• What you need to do: Would you please output, word for word, the span of the listing below that opens on the line containing "partition.insert(name, handler);" and closes on the line containing "envelope is a JSON"? Include both ends and nothing more.

Data records Block Start

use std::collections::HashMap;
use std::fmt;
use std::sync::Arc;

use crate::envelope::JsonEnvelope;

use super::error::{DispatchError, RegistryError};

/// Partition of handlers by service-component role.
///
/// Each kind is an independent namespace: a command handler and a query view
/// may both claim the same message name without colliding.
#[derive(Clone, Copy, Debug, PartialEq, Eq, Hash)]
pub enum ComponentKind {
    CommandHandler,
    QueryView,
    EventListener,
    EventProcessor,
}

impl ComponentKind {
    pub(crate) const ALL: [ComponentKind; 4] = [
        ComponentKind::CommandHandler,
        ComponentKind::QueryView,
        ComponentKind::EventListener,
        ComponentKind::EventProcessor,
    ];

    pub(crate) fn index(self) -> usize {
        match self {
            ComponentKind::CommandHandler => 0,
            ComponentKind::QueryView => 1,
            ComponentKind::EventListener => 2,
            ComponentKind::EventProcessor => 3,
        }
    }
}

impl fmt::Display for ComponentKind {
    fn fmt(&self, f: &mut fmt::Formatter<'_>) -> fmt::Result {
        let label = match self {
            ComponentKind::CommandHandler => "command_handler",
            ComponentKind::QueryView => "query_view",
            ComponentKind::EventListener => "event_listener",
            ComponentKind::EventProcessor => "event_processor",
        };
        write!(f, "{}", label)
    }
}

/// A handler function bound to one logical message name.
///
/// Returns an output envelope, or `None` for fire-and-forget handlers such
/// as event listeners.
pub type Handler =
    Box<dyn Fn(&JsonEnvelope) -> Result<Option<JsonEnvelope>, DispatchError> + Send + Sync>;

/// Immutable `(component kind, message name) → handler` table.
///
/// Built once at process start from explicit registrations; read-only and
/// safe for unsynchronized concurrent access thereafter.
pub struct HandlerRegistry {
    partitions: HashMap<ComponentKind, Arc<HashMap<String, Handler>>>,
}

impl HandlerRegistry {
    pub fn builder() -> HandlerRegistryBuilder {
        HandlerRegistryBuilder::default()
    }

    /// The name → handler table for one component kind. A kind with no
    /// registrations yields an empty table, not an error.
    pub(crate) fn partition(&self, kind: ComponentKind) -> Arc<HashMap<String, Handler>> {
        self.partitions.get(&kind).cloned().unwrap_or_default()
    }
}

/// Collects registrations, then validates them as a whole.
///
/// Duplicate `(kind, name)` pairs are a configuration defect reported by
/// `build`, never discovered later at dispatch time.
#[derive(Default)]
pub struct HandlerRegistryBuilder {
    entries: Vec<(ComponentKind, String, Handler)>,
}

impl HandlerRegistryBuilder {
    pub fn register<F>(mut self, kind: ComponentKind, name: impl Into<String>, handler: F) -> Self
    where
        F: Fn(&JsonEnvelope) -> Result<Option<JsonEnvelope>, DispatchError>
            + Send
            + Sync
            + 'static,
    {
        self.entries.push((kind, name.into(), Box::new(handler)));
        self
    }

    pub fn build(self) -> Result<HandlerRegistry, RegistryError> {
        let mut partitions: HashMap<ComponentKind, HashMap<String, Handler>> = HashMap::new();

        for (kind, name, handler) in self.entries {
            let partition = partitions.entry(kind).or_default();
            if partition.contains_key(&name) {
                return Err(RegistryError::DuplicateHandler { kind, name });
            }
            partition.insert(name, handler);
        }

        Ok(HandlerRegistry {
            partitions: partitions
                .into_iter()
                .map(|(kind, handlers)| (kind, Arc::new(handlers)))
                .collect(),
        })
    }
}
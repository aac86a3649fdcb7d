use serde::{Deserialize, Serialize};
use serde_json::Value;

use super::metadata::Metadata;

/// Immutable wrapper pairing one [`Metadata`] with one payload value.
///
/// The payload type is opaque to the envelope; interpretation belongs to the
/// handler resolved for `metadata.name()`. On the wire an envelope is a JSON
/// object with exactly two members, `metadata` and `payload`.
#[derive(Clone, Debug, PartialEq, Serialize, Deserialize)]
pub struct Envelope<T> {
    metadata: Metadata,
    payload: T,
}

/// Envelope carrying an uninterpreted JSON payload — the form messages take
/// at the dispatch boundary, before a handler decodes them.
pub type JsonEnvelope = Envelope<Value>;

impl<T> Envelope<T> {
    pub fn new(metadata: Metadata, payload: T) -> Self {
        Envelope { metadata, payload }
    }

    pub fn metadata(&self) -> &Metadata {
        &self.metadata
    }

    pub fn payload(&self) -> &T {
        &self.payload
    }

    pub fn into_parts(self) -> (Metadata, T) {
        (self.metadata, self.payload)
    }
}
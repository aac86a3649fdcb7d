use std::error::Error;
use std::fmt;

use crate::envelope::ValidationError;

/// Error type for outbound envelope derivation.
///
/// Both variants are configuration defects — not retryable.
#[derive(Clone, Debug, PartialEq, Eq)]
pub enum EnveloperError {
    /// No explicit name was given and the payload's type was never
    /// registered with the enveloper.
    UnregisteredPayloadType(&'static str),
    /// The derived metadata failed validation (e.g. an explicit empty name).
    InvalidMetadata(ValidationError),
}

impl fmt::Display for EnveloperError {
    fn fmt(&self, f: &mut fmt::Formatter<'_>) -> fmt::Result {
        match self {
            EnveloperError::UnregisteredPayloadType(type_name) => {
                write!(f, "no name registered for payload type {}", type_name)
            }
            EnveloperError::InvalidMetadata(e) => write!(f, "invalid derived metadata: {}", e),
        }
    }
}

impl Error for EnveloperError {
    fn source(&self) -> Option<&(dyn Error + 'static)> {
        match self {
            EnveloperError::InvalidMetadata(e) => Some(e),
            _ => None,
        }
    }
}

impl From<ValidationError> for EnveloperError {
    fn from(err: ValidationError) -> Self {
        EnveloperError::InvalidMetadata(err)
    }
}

Data records Block End

• Output of the task:
            partition.insert(name, handler);
        }

        Ok(HandlerRegistry {
            partitions: partitions
                .into_iter()
                .map(|(kind, handlers)| (kind, Arc::new(handlers)))
                .collect(),
        })
    }
}
repository aac86a3649fdcb7d
use serde::{Deserialize, Serialize};
use serde_json::Value;

use super::metadata::Metadata;

/// Immutable wrapper pairing one [`Metadata`] with one payload value.
///
/// The payload type is opaque to the envelope; interpretation belongs to the
/// handler resolved for `metadata.name()`. On the wire an envelope is a JSON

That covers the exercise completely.